◆ What you need to do ◆
Across the data below, state how many lines hold "Build", and reply with nothing but that number.

◆ Available records ◆

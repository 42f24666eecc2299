//! Registry of running transfer jobs.
//!
//! Lets the front end list what is running and cancel jobs individually or
//! all at once on shutdown.  Jobs never share state through the registry;
//! it only holds descriptions and cancel switches.

use std::collections::HashMap;
use std::sync::Mutex;

use chrono::{DateTime, Utc};
use tracing::info;
use uuid::Uuid;

use super::job::{JobCanceller, JobHandle};

/// What the registry knows about a running job.
#[derive(Debug, Clone, PartialEq, Eq)]
pub struct JobInfo {
    pub id: Uuid,
    pub description: String,
    pub started_at: DateTime<Utc>,
}

struct Entry {
    info: JobInfo,
    canceller: JobCanceller,
}

#[derive(Default)]
pub struct JobRegistry {
    jobs: Mutex<HashMap<Uuid, Entry>>,
}

impl JobRegistry {
    pub fn new() -> Self {
        Self::default()
    }

    fn lock(&self) -> std::sync::MutexGuard<'_, HashMap<Uuid, Entry>> {
        // A panic while holding the lock cannot leave the map half-edited.
        self.jobs.lock().unwrap_or_else(|poisoned| poisoned.into_inner())
    }

    pub fn register(&self, job: &JobHandle) {
        let info = JobInfo {
            id: job.id(),
            description: job.description().to_string(),
            started_at: Utc::now(),
        };
        self.lock().insert(
            job.id(),
            Entry {
                info,
                canceller: job.canceller(),
            },
        );
    }

    /// Forget a finished job.  Returns false if it was not registered.
    pub fn complete(&self, id: Uuid) -> bool {
        self.lock().remove(&id).is_some()
    }

    /// Running jobs, oldest first.
    pub fn list(&self) -> Vec<JobInfo> {
        let mut jobs: Vec<JobInfo> = self.lock().values().map(|e| e.info.clone()).collect();
        jobs.sort_by_key(|j| j.started_at);
        jobs
    }

    pub fn len(&self) -> usize {
        self.lock().len()
    }

    pub fn is_empty(&self) -> bool {
        self.len() == 0
    }

    /// Request cancellation of one job.  The job stays listed until it finishes.
    pub fn cancel(&self, id: Uuid) -> bool {
        match self.lock().get(&id) {
            Some(entry) => {
                info!(job_id = %id, description = %entry.info.description, "Cancel requested");
                entry.canceller.cancel();
                true
            }
            None => false,
        }
    }

    /// Cancel every job and clear the registry.  Returns how many were cancelled.
    pub fn cancel_all(&self) -> usize {
        let drained: Vec<Entry> = self.lock().drain().map(|(_, e)| e).collect();
        for entry in &drained {
            entry.canceller.cancel();
        }
        drained.len()
    }
}

#[cfg(all(test, unix))]
mod tests {
    use super::*;
    use crate::transfer::job::{spawn_engine, JobOptions};
    use crate::transfer::outcome::TransferOutcome;

    fn waiting_job() -> JobHandle {
        // Reports cancellation once anything arrives on stdin.
        let script = r#"read cmd; echo '{"StatusType":"EndOfJob","JobStatus":"Cancelled"}'"#;
        spawn_engine(
            "sh",
            &["-c".to_string(), script.to_string()],
            &[],
            "waiting job",
            JobOptions::default(),
        )
        .unwrap()
    }

    #[tokio::test]
    async fn test_register_list_cancel() {
        let registry = JobRegistry::new();
        let job = waiting_job();
        let id = job.id();
        registry.register(&job);

        let listed = registry.list();
        assert_eq!(listed.len(), 1);
        assert_eq!(listed[0].description, "waiting job");

        assert!(registry.cancel(id));
        assert!(!registry.cancel(Uuid::new_v4()));
        let classification = job.run_to_completion(|_| {}).await;
        assert_eq!(classification.outcome, TransferOutcome::Cancelled);

        assert!(registry.complete(id));
        assert!(!registry.complete(id));
        assert!(registry.is_empty());
    }

    #[tokio::test]
    async fn test_cancel_all() {
        let registry = JobRegistry::new();
        let jobs = vec![waiting_job(), waiting_job()];
        for job in &jobs {
            registry.register(job);
        }
        assert_eq!(registry.cancel_all(), 2);
        assert!(registry.is_empty());
        for job in jobs {
            let c = job.run_to_completion(|_| {}).await;
            assert_eq!(c.outcome, TransferOutcome::Cancelled);
        }
    }
}
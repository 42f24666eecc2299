//! Resource URI codec.
//!
//! Files opened from the explorer are addressed by URIs of the form
//!
//! ```text
//! azurestorage:///<resourceBaseName>/<filePath>?resourceId=<fullResourceId>
//! ```
//!
//! The path is what editors display; the query carries the full resource
//! identifier needed to address storage calls.  Decoding trusts the query
//! parameter for the resource and the path for the in-resource file path.

use percent_encoding::{percent_decode_str, utf8_percent_encode, AsciiSet, NON_ALPHANUMERIC};
use tracing::debug;

use crate::errors::{ExplorerError, Result};
use crate::paths;

/// Scheme used when none is configured.
pub const DEFAULT_SCHEME: &str = "azurestorage";

/// Query parameter holding the full resource identifier.
pub const RESOURCE_ID_PARAM: &str = "resourceId";

/// Query values: encode everything except unreserved characters.
const QUERY_ENCODE_SET: &AsciiSet = &NON_ALPHANUMERIC
    .remove(b'-')
    .remove(b'_')
    .remove(b'.')
    .remove(b'~');

/// Path: same as the query set but `/` stays literal.
const PATH_ENCODE_SET: &AsciiSet = &QUERY_ENCODE_SET.remove(b'/');

/// A decoded resource URI.
#[derive(Debug, Clone, PartialEq, Eq)]
pub struct ParsedResourcePath {
    /// Opaque identifier of the container or share.
    pub resource_id: String,
    /// Full path of the entry inside the resource, without a leading `/`.
    pub file_path: String,
    /// Parent directory of `file_path`, without a trailing `/`.
    pub parent_dir_path: String,
    /// Last segment of `file_path`; directories keep their trailing `/`.
    pub base_name: String,
}

impl ParsedResourcePath {
    /// Build the record and derive the parent and base name from `file_path`.
    pub fn new(resource_id: impl Into<String>, file_path: impl Into<String>) -> Self {
        let file_path = file_path.into();
        let parent_dir_path = paths::trim_slash(paths::dirname(&file_path)).to_string();
        let base_name = paths::basename(&file_path).to_string();
        Self {
            resource_id: resource_id.into(),
            file_path,
            parent_dir_path,
            base_name,
        }
    }

    /// True for the resource root itself.
    pub fn is_root(&self) -> bool {
        self.file_path.is_empty()
    }
}

/// Encoder/decoder bound to one URI scheme.
#[derive(Debug, Clone)]
pub struct ResourceUriCodec {
    scheme: String,
}

impl Default for ResourceUriCodec {
    fn default() -> Self {
        Self::new(DEFAULT_SCHEME)
    }
}

impl ResourceUriCodec {
    pub fn new(scheme: impl Into<String>) -> Self {
        Self {
            scheme: scheme.into(),
        }
    }

    pub fn scheme(&self) -> &str {
        &self.scheme
    }

    /// Build the URI for `file_path` inside `resource_id`.
    ///
    /// `file_path` is normalised on its own first, so `..` segments stop at
    /// the resource root instead of consuming the resource's base name.
    pub fn encode(&self, resource_id: &str, file_path: &str) -> String {
        let file_path = paths::posix_join("", file_path);
        let display_path = paths::posix_join(resource_base_name(resource_id), &file_path);
        let display_path = display_path.trim_start_matches(paths::SEPARATOR);
        format!(
            "{}:///{}?{}={}",
            self.scheme,
            utf8_percent_encode(display_path, PATH_ENCODE_SET),
            RESOURCE_ID_PARAM,
            utf8_percent_encode(resource_id, QUERY_ENCODE_SET),
        )
    }

    /// Parse a URI produced by [`ResourceUriCodec::encode`].
    pub fn decode(&self, uri: &str) -> Result<ParsedResourcePath> {
        let (scheme, rest) = uri.split_once(':').ok_or_else(|| ExplorerError::InvalidUri {
            uri: uri.to_string(),
            reason: "no scheme".to_string(),
        })?;
        if !scheme.eq_ignore_ascii_case(&self.scheme) {
            return Err(ExplorerError::UnsupportedScheme {
                expected: self.scheme.clone(),
                found: scheme.to_string(),
            });
        }

        let rest = rest.split_once('#').map_or(rest, |(before, _)| before);
        let (path, query) = rest.split_once('?').unwrap_or((rest, ""));
        let path = path.strip_prefix("//").ok_or_else(|| ExplorerError::InvalidUri {
            uri: uri.to_string(),
            reason: "expected an empty authority".to_string(),
        })?;

        let resource_id = query_param(query, RESOURCE_ID_PARAM).ok_or_else(|| {
            ExplorerError::MissingResourceId {
                uri: uri.to_string(),
            }
        })?;

        let path = percent_decode_str(path).decode_utf8_lossy();
        let path = path.trim_start_matches(paths::SEPARATOR);
        let root = resource_base_name(&resource_id);
        let file_path = if root.is_empty() {
            path.to_string()
        } else {
            let (first, remainder) = path.split_once(paths::SEPARATOR).unwrap_or((path, ""));
            if first != root {
                return Err(ExplorerError::InvalidUri {
                    uri: uri.to_string(),
                    reason: format!("path is not rooted at resource '{}'", root),
                });
            }
            remainder.to_string()
        };

        debug!(resource_id = %resource_id, file_path = %file_path, "decoded resource uri");
        Ok(ParsedResourcePath::new(resource_id, file_path))
    }
}

/// Encode with the default scheme.
pub fn encode(resource_id: &str, file_path: &str) -> String {
    ResourceUriCodec::default().encode(resource_id, file_path)
}

/// Decode with the default scheme.
pub fn decode(uri: &str) -> Result<ParsedResourcePath> {
    ResourceUriCodec::default().decode(uri)
}

/// Last segment of a resource identifier, ignoring a trailing separator.
fn resource_base_name(resource_id: &str) -> &str {
    let trimmed = resource_id.trim_end_matches(paths::SEPARATOR);
    trimmed.rsplit(paths::SEPARATOR).next().unwrap_or(trimmed)
}

/// Find and percent-decode a single query parameter.
fn query_param(query: &str, name: &str) -> Option<String> {
    query
        .split('&')
        .filter_map(|part| part.split_once('='))
        .find(|(k, _)| percent_decode_str(k).decode_utf8_lossy() == name)
        .map(|(_, v)| percent_decode_str(v).decode_utf8_lossy().into_owned())
}

#[cfg(test)]
mod tests {
    use super::*;

    const RESOURCE: &str = "/subscriptions/0000/resourceGroups/rg/providers/Microsoft.Storage/storageAccounts/acct/blobServices/default/containers/container1";

    #[test]
    fn test_encode_shape() {
        let uri = encode(RESOURCE, "a/b/blob");
        assert!(uri.starts_with("azurestorage:///container1/a/b/blob?resourceId="));
        assert!(uri.contains("%2Fsubscriptions%2F0000"));
    }

    #[test]
    fn test_round_trip() {
        let parsed = decode(&encode(RESOURCE, "a/b/blob")).unwrap();
        assert_eq!(parsed.resource_id, RESOURCE);
        assert_eq!(parsed.file_path, "a/b/blob");
        assert_eq!(parsed.parent_dir_path, "a/b");
        assert_eq!(parsed.base_name, "blob");
    }

    #[test]
    fn test_round_trip_normalizes_leading_separator() {
        let parsed = decode(&encode(RESOURCE, "/a//b/blob")).unwrap();
        assert_eq!(parsed.resource_id, RESOURCE);
        assert_eq!(parsed.file_path, "a/b/blob");
    }

    #[test]
    fn test_round_trip_parent_segments_stop_at_resource_root() {
        let uri = encode(RESOURCE, "../evil");
        assert!(uri.starts_with("azurestorage:///container1/evil?"));
        let parsed = decode(&uri).unwrap();
        assert_eq!(parsed.resource_id, RESOURCE);
        assert_eq!(parsed.file_path, "evil");

        let parsed = decode(&encode(RESOURCE, "a/../../b/c")).unwrap();
        assert_eq!(parsed.file_path, "b/c");
        assert_eq!(parsed.parent_dir_path, "b");

        let parsed = decode(&encode(RESOURCE, "../..")).unwrap();
        assert!(parsed.is_root());
    }

    #[test]
    fn test_round_trip_directory() {
        let parsed = decode(&encode(RESOURCE, "dir/sub/")).unwrap();
        assert_eq!(parsed.file_path, "dir/sub/");
        assert_eq!(parsed.parent_dir_path, "dir");
        assert_eq!(parsed.base_name, "sub/");
    }

    #[test]
    fn test_round_trip_special_characters() {
        let parsed = decode(&encode("/x/containers/c", "my file #1?.txt")).unwrap();
        assert_eq!(parsed.resource_id, "/x/containers/c");
        assert_eq!(parsed.file_path, "my file #1?.txt");
    }

    #[test]
    fn test_root() {
        let parsed = decode(&encode(RESOURCE, "")).unwrap();
        assert!(parsed.is_root());
        assert_eq!(parsed.parent_dir_path, "");
        assert_eq!(parsed.base_name, "");
    }

    #[test]
    fn test_parsed_path_invariant() {
        for p in ["a", "a/b", "a/b/c.txt", "a/b/"] {
            let parsed = ParsedResourcePath::new("r", p);
            let rebuilt = if parsed.parent_dir_path.is_empty() {
                parsed.base_name.clone()
            } else {
                format!("{}/{}", parsed.parent_dir_path, parsed.base_name)
            };
            assert_eq!(rebuilt, p);
        }
    }

    #[test]
    fn test_custom_scheme() {
        let codec = ResourceUriCodec::new("azurefile");
        let uri = codec.encode("/shares/share1", "docs/readme.md");
        assert!(uri.starts_with("azurefile:///share1/docs/readme.md?"));
        assert_eq!(codec.decode(&uri).unwrap().file_path, "docs/readme.md");
    }

    #[test]
    fn test_wrong_scheme() {
        let err = decode("file:///container1/a?resourceId=x").unwrap_err();
        assert_eq!(err.code(), "UnsupportedScheme");
    }

    #[test]
    fn test_missing_resource_id() {
        let err = decode("azurestorage:///container1/a").unwrap_err();
        assert_eq!(err.code(), "MissingResourceId");
    }

    #[test]
    fn test_path_not_under_resource() {
        let err = decode("azurestorage:///other/a?resourceId=%2Fc%2Fcontainer1").unwrap_err();
        assert_eq!(err.code(), "InvalidUri");
    }

    #[test]
    fn test_no_scheme() {
        assert_eq!(decode("no-scheme-here").unwrap_err().code(), "InvalidUri");
    }
}
#[cfg(test)]
mod tests {
    use super::*;
    use crate::transfer::outcome::TransferOutcome;
    use crate::transfer::status::tests::{end_of_job, progress};

    #[tokio::test]
    async fn test_consume_lines_skips_garbage() {
        let input = format!(
            "{}\nnot json at all\n\n{}\n{}\n",
            progress(10.0, 1),
            progress(60.0, 6),
            end_of_job("Completed", ""),
        );
        let (tx, mut rx) = mpsc::channel(16);
        let classification = consume_lines(input.as_bytes(), &tx).await.unwrap();
        drop(tx);
        assert_eq!(classification.outcome, TransferOutcome::Succeeded);

        let mut statuses = 0;
        let mut finished = 0;
        while let Some(event) = rx.recv().await {
            match event {
                TransferEvent::Status { .. } => statuses += 1,
                TransferEvent::Finished(_) => finished += 1,
                TransferEvent::Message { .. } => {}
            }
        }
        assert_eq!(statuses, 3);
        assert_eq!(finished, 1);
    }

    #[tokio::test]
    async fn test_consume_lines_without_terminal() {
        let input = format!("{}\n", progress(10.0, 1));
        let (tx, _rx) = mpsc::channel(16);
        let classification = consume_lines(input.as_bytes(), &tx).await.unwrap();
        assert_eq!(classification.outcome, TransferOutcome::Failed { message: None });
    }

    #[test]
    fn test_consumer_keeps_first_terminal() {
        let mut consumer = StatusConsumer::new();
        consumer.handle_line(&end_of_job("Cancelled", ""));
        consumer.handle_line(&end_of_job("Completed", ""));
        assert!(consumer.handle_line("garbage").is_none());
        assert_eq!(consumer.malformed_lines(), 1);
        assert_eq!(consumer.finish(None).outcome, TransferOutcome::Cancelled);
    }

    #[test]
    fn test_failure_detail() {
        assert_eq!(failure_detail(None, None), None);
        assert_eq!(
            failure_detail(None, Some("boom".into())),
            Some("boom".to_string())
        );
    }

    #[cfg(unix)]
    fn sh(script: &str) -> JobHandle {
        let args = vec!["-c".to_string(), script.to_string()];
        let options = JobOptions {
            cancel_grace: Duration::from_millis(200),
            event_buffer: 8,
        };
        spawn_engine("sh", &args, &[], "test job", options).unwrap()
    }

    #[cfg(unix)]
    #[tokio::test]
    async fn test_spawned_engine_reports_terminal_outcome() {
        let script = format!(
            "echo '{}'; echo 'noise'; echo '{}'",
            progress(50.0, 5),
            end_of_job("CompletedWithErrors", r#","FailedTransfers":[{"Src":"a","Dst":"b"}]"#),
        );
        let mut seen = Vec::new();
        let classification = sh(&script)
            .run_to_completion(|event| seen.push(event.clone()))
            .await;
        assert_eq!(classification.outcome, TransferOutcome::CompletedWithErrors);
        assert_eq!(classification.failed.len(), 1);
        assert!(matches!(seen.last(), Some(TransferEvent::Finished(_))));
    }

    #[cfg(unix)]
    #[tokio::test]
    async fn test_silent_exit_is_unknown_failure() {
        let classification = sh("exit 0").run_to_completion(|_| {}).await;
        assert_eq!(classification.outcome, TransferOutcome::Failed { message: None });
    }

    #[cfg(unix)]
    #[tokio::test]
    async fn test_nonzero_exit_reports_detail() {
        let classification = sh("echo 'disk on fire' >&2; exit 3")
            .run_to_completion(|_| {})
            .await;
        assert_eq!(
            classification.outcome,
            TransferOutcome::Failed {
                message: Some("transfer engine exited with code 3: disk on fire".into())
            }
        );
    }

    #[cfg(unix)]
    #[tokio::test]
    async fn test_cancel_is_written_to_stdin() {
        // Stand-in engine: waits for a line on stdin, then reports cancellation.
        let script = format!(
            "echo '{}'; read cmd; [ \"$cmd\" = cancel ] && echo '{}'",
            progress(5.0, 0),
            end_of_job("Cancelled", ""),
        );
        let mut job = sh(&script);
        let first = job.next_event().await;
        assert!(matches!(first, Some(TransferEvent::Status { .. })));
        job.cancel();
        let classification = job.run_to_completion(|_| {}).await;
        assert_eq!(classification.outcome, TransferOutcome::Cancelled);
    }

    #[cfg(unix)]
    #[tokio::test]
    async fn test_engine_ignoring_cancel_is_killed() {
        let job = sh("exec sleep 30");
        job.cancel();
        let classification = tokio::time::timeout(
            Duration::from_secs(10),
            job.run_to_completion(|_| {}),
        )
        .await
        .expect("job should be killed after the grace period");
        assert!(matches!(classification.outcome, TransferOutcome::Failed { .. }));
    }

    #[tokio::test]
    async fn test_spawn_missing_program() {
        let err = match spawn_engine(
            "/nonexistent/azcopy",
            &[],
            &[],
            "x",
            JobOptions::default(),
        ) {
            Err(e) => e,
            Ok(_) => panic!("expected spawn failure"),
        };
        assert_eq!(err.code(), "SpawnFailed");
    }
}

◆ Response area ◆
2